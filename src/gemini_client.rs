use async_trait::async_trait;
use futures::StreamExt;
use reqwest::Client;
use serde::{Deserialize, Serialize};

use crate::model::{ModelError, ReplyStream, SupportModel};
use crate::models::chat::{ChatMessage, ChatRole};
use crate::persona::SYSTEM_PROMPT;

#[derive(Debug, Clone)]
pub struct GeminiClient {
    client: Client,
    api_key: String,
    base_url: String,
    model: String,
}

#[derive(Debug, Serialize)]
pub struct GenerateContentRequest {
    pub contents: Vec<Content>,
    #[serde(rename = "systemInstruction", skip_serializing_if = "Option::is_none")]
    pub system_instruction: Option<Content>,
}

#[derive(Debug, Serialize, Deserialize, Clone)]
pub struct Content {
    #[serde(default)]
    pub parts: Vec<Part>,
    #[serde(skip_serializing_if = "Option::is_none")]
    pub role: Option<String>,
}

#[derive(Debug, Serialize, Deserialize, Clone)]
pub struct Part {
    pub text: String,
}

#[derive(Debug, Deserialize)]
pub struct GenerateContentResponse {
    #[serde(default)]
    pub candidates: Vec<Candidate>,
}

#[derive(Debug, Deserialize)]
pub struct Candidate {
    pub content: Option<Content>,
}

impl Content {
    fn turn(role: &str, text: &str) -> Self {
        Self {
            parts: vec![Part {
                text: text.to_string(),
            }],
            role: Some(role.to_string()),
        }
    }

    fn system(text: &str) -> Self {
        Self {
            parts: vec![Part {
                text: text.to_string(),
            }],
            role: None,
        }
    }
}

/// Map our two wire roles onto Gemini's turn roles.
fn gemini_role(role: ChatRole) -> &'static str {
    match role {
        ChatRole::User => "user",
        ChatRole::Assistant => "model",
    }
}

/// Build the ordered `contents` array for one streaming call: prior turns
/// first, then the new user message as the final turn.
pub fn conversation_contents(history: &[ChatMessage], message: &str) -> Vec<Content> {
    let mut contents: Vec<Content> = history
        .iter()
        .map(|msg| Content::turn(gemini_role(msg.role), &msg.content))
        .collect();
    contents.push(Content::turn("user", message));
    contents
}

/// Text of the first candidate, with multi-part chunks concatenated.
fn candidate_text(response: &GenerateContentResponse) -> String {
    response
        .candidates
        .first()
        .and_then(|c| c.content.as_ref())
        .map(|content| {
            content
                .parts
                .iter()
                .map(|p| p.text.as_str())
                .collect::<String>()
        })
        .unwrap_or_default()
}

impl GeminiClient {
    pub fn new(api_key: String) -> Self {
        Self {
            client: Client::new(),
            api_key,
            base_url: "https://generativelanguage.googleapis.com/v1beta".to_string(),
            model: "gemini-2.5-flash-lite".to_string(),
        }
    }

    pub fn with_model(mut self, model: impl Into<String>) -> Self {
        self.model = model.into();
        self
    }
}

#[async_trait]
impl SupportModel for GeminiClient {
    async fn start_reply(
        &self,
        history: &[ChatMessage],
        message: &str,
    ) -> Result<ReplyStream, ModelError> {
        let url = format!(
            "{}/models/{}:streamGenerateContent?alt=sse&key={}",
            self.base_url, self.model, self.api_key
        );

        let request = GenerateContentRequest {
            contents: conversation_contents(history, message),
            system_instruction: Some(Content::system(SYSTEM_PROMPT)),
        };

        tracing::debug!(
            history_turns = history.len(),
            model = %self.model,
            "opening Gemini stream"
        );

        let response = self
            .client
            .post(&url)
            .header("Content-Type", "application/json")
            .json(&request)
            .send()
            .await?;

        if !response.status().is_success() {
            let status = response.status();
            let error_text = response.text().await.unwrap_or_default();
            tracing::error!(status = %status, "Gemini API rejected the request: {}", error_text);
            return Err(ModelError::Api(error_text));
        }

        let stream = async_stream::stream! {
            let mut byte_stream = response.bytes_stream();
            let mut buffer = String::new();

            while let Some(chunk_result) = byte_stream.next().await {
                let chunk = match chunk_result {
                    Ok(bytes) => bytes,
                    Err(e) => {
                        yield Err(ModelError::Stream(e.to_string()));
                        return;
                    }
                };

                buffer.push_str(&String::from_utf8_lossy(&chunk));

                // Process complete SSE events from the buffer. Chunk
                // boundaries can fall anywhere, so everything after the
                // last "\n\n" stays buffered for the next read.
                while let Some(pos) = buffer.find("\n\n") {
                    let event_str = buffer[..pos].to_string();
                    buffer = buffer[pos + 2..].to_string();

                    for line in event_str.lines() {
                        let Some(data) = line.strip_prefix("data: ") else {
                            continue;
                        };
                        if data.trim().is_empty() {
                            continue;
                        }

                        let parsed: GenerateContentResponse = match serde_json::from_str(data) {
                            Ok(r) => r,
                            Err(e) => {
                                tracing::warn!("skipping unparseable Gemini chunk: {}", e);
                                continue;
                            }
                        };

                        yield Ok(candidate_text(&parsed));
                    }
                }
            }
        };

        Ok(Box::pin(stream))
    }
}

#[cfg(test)]
mod tests {
    use super::*;

    fn history() -> Vec<ChatMessage> {
        vec![
            ChatMessage::user("What services do you offer?"),
            ChatMessage::assistant("We offer cybersecurity, cloud, and more."),
        ]
    }

    #[test]
    fn test_history_roles_mapped_in_order() {
        let contents = conversation_contents(&history(), "Tell me about pricing");

        assert_eq!(contents.len(), 3);
        assert_eq!(contents[0].role.as_deref(), Some("user"));
        assert_eq!(contents[0].parts[0].text, "What services do you offer?");
        assert_eq!(contents[1].role.as_deref(), Some("model"));
        assert_eq!(contents[2].role.as_deref(), Some("user"));
        assert_eq!(contents[2].parts[0].text, "Tell me about pricing");
    }

    #[test]
    fn test_request_serializes_camel_case_system_instruction() {
        let request = GenerateContentRequest {
            contents: conversation_contents(&[], "hi"),
            system_instruction: Some(Content::system("persona")),
        };

        let json = serde_json::to_value(&request).unwrap();
        assert_eq!(json["systemInstruction"]["parts"][0]["text"], "persona");
        // System instruction carries no role field.
        assert!(json["systemInstruction"].get("role").is_none());
        assert_eq!(json["contents"][0]["role"], "user");
    }

    #[test]
    fn test_candidate_text_concatenates_parts() {
        let chunk: GenerateContentResponse = serde_json::from_str(
            r#"{"candidates":[{"content":{"parts":[{"text":"Hel"},{"text":"lo"}],"role":"model"}}]}"#,
        )
        .unwrap();
        assert_eq!(candidate_text(&chunk), "Hello");
    }

    #[test]
    fn test_candidate_text_tolerates_empty_chunk() {
        let chunk: GenerateContentResponse = serde_json::from_str(r#"{"candidates":[]}"#).unwrap();
        assert_eq!(candidate_text(&chunk), "");
    }
}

########

Report how many lines of the records hold the word "crate", and supply no other text.

3